Fig. 4.. Inherited genetic variation affects telomere length in multiple tissue types and expression of nearby genes.

(A) Associations between a polygenic SNP score for leukocyte TL and tissue-specific RTL measures. Colors correspond to tissue type. (B) Leukocyte TL association signal from GWASs colocalizes with a cis-eQTL for ZNF257 (~40 kb upstream of ZNF208). The top plot shows results from the ENGAGE Consortium GWAS of leukocyte TL, and the bottom three plots correspond to cis-eQTL results from GTEx tissues: skin–sun exposed, colon–transverse, and stomach. chr19, chromosome 19. (C) Leukocyte TL association signal colocalizes with a cis-eQTL for STN1 (also known as OBFC1 in human genome reference hg19). The top plot corresponds to results from the ENGAGE Consortium GWAS of leukocyte TL, and the bottom three plots correspond to cis-eQTL results from GTEx tissues: skin–sun exposed, EM, and colon–transverse. (D) Distribution of composite RTL (based on PC1 from PCA of 11 tissue types) (left) and tissue type RTL (right), with highlighted dots representing GTEx donors carrying a rare LOF variant in a telomere maintenance gene previously implicated in TBDs. LOF variants are noted in the legend. The black horizontal line corresponds to median composite RTL and tissue type RTL. The tissue types presented contain one or more LOF carriers, and colors correspond to tissue type.
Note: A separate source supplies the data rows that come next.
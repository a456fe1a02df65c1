use crate::core::domain::error::ValidationError;

/// A validated control plane port number.
#[derive(Debug, Clone, Copy, PartialEq, Eq)]
pub struct ControlPlanePort(u16);

impl ControlPlanePort {
    /// Default HTTPS port of the control plane web server.
    pub const DEFAULT: u16 = 443;

    /// Validates and wraps a port.
    pub fn new(port: u16) -> Result<Self, ValidationError> {
        validate_port(port)?;
        Ok(Self(port))
    }

    /// Creates a new port without validation.
    pub(crate) fn new_unchecked(port: u16) -> Self {
        Self(port)
    }

    /// Returns the port number.
    pub fn get(&self) -> u16 {
        self.0
    }
}

/// Validates a port number.
pub(crate) fn validate_port(port: u16) -> Result<(), ValidationError> {
    if port == 0 {
        return Err(ValidationError::Field {
            field: "port".to_string(),
            message: "Port cannot be 0".to_string(),
        });
    }
    Ok(())
}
Fig. 5.. TL is associated with telomerase subunit gene expression and may mediate the effect of age on gene expression.

(A) RTL plotted against TERC, TERT, or DKC1 expression across tissue types. Colors correspond to GTEx tissue types. (B) Analyses addressing the hypothesis that TL mediates the effect of age on expression of specific genes. Scatterplots show estimates of the proportion of the effect of age on gene expression mediated by RTL (for each gene) and the −log₁₀(p value) corresponding to the average causal mediation effect of RTL (for each gene). Results are presented for all age-associated genes in each of the three selected tissue types (WB, lung, and EM). The mediation p value was obtained using a nonparametric bootstrapping approach (n = 10,000 bootstraps).

Fig. 6.. TL and TERT expression are associated with estimated stem cell features.
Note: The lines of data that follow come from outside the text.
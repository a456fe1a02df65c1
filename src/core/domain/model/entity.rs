//! Locally cached wrappers around backend resources.
//!
//! An [`Entity`] keeps one immutable snapshot of the last fetched backend
//! representation. Refreshing an entity swaps the snapshot in place, so the
//! `Arc<Entity<_>>` handed out to readers stays valid across polls.

use serde::de::DeserializeOwned;
use std::fmt;
use std::sync::{Arc, PoisonError, RwLock, RwLockReadGuard, RwLockWriteGuard};
use std::time::SystemTime;

/// A raw backend model that can be wrapped in an [`Entity`].
pub trait EntityModel: DeserializeOwned + fmt::Debug + Send + Sync + 'static {
    /// Client-side state that lives next to the snapshot, e.g. an optimistic
    /// desired state. It survives refreshes unless [`sync_local`] resets it.
    ///
    /// [`sync_local`]: EntityModel::sync_local
    type Local: fmt::Debug + Default + Send + Sync + 'static;

    /// The stable backend identifier.
    fn id(&self) -> String;

    /// Called after every snapshot swap.
    fn sync_local(&self, _local: &mut Self::Local) {}
}

#[derive(Debug)]
struct EntityState<M: EntityModel> {
    model: Arc<M>,
    local: M::Local,
    last_update: SystemTime,
}

/// A backend resource with a stable identity.
pub struct Entity<M: EntityModel> {
    id: String,
    state: RwLock<EntityState<M>>,
}

impl<M: EntityModel> Entity<M> {
    pub fn new(model: M) -> Self {
        let mut local = M::Local::default();
        model.sync_local(&mut local);
        Self {
            id: model.id(),
            state: RwLock::new(EntityState {
                model: Arc::new(model),
                local,
                last_update: SystemTime::now(),
            }),
        }
    }

    pub fn id(&self) -> &str {
        &self.id
    }

    /// Returns the current snapshot.
    pub fn model(&self) -> Arc<M> {
        Arc::clone(&self.read().model)
    }

    /// Time of the last local mutation.
    pub fn last_update(&self) -> SystemTime {
        self.read().last_update
    }

    /// Replaces the snapshot wholesale and refreshes local state.
    pub fn update(&self, model: M) {
        debug_assert_eq!(model.id(), self.id, "entity id is immutable");
        let mut state = self.write();
        model.sync_local(&mut state.local);
        state.model = Arc::new(model);
        state.last_update = SystemTime::now();
    }

    /// Marks the entity as changed without touching its snapshot.
    pub fn touch(&self) {
        self.write().last_update = SystemTime::now();
    }

    /// Reads the client-side state.
    pub fn local<R>(&self, f: impl FnOnce(&M::Local) -> R) -> R {
        f(&self.read().local)
    }

    /// Mutates the client-side state and touches the entity.
    pub(crate) fn update_local<R>(&self, f: impl FnOnce(&mut M::Local) -> R) -> R {
        let mut state = self.write();
        let result = f(&mut state.local);
        state.last_update = SystemTime::now();
        result
    }

    fn read(&self) -> RwLockReadGuard<'_, EntityState<M>> {
        self.state.read().unwrap_or_else(PoisonError::into_inner)
    }

    fn write(&self) -> RwLockWriteGuard<'_, EntityState<M>> {
        self.state.write().unwrap_or_else(PoisonError::into_inner)
    }
}

impl<M: EntityModel> fmt::Debug for Entity<M> {
    fn fmt(&self, f: &mut fmt::Formatter<'_>) -> fmt::Result {
        let state = self.read();
        f.debug_struct("Entity")
            .field("id", &self.id)
            .field("model", &state.model)
            .field("local", &state.local)
            .finish()
    }
}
(A) Estimated proportion of stem cells within tissues and its relationship between mean RTL (left) and mean TERT expression (right). (B) Estimated number of divisions per stem cell (per year) within tissues and its relationship between mean RTL (left) and mean TERT expression (right). Colors correspond to GTEx tissue types, and the size of each point reflects the sample size of the tissue type. Pearson correlations and corresponding p values are reported. Analysis included nonreproductive tissues only.